### Work instruction
Go through the records below line by line. Count the lines with "core" and give the count alone.

***** Data for review *****

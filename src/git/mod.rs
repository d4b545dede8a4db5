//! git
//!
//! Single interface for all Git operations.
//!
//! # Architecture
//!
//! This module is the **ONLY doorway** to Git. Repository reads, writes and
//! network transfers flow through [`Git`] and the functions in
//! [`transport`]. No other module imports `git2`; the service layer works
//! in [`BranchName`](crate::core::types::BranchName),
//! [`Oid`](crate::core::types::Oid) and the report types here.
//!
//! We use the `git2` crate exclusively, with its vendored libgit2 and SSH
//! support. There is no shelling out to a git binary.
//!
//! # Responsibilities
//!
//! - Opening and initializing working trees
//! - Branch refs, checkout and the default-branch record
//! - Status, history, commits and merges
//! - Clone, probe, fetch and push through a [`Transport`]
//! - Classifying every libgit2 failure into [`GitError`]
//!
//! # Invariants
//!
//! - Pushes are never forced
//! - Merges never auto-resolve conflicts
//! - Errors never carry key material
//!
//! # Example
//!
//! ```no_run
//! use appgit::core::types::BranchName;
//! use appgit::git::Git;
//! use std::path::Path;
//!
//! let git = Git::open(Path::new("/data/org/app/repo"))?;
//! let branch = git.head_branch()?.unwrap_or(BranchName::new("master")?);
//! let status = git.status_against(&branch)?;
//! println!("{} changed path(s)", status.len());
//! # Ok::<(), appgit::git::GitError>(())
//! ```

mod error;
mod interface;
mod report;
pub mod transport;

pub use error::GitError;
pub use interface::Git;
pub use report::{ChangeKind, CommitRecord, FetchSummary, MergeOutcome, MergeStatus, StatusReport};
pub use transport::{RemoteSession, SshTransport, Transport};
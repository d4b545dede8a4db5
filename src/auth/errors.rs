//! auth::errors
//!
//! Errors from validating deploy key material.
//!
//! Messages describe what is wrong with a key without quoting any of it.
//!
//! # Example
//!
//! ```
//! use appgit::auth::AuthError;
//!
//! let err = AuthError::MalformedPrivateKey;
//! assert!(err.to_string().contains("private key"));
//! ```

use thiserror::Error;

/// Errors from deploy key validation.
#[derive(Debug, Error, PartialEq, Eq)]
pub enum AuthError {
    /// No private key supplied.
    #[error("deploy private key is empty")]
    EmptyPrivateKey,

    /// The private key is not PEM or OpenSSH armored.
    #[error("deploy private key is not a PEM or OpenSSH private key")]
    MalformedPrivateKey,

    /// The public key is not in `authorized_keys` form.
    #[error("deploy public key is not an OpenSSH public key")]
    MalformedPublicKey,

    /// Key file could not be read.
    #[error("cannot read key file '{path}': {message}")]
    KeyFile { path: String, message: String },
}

*****

### Answer section
3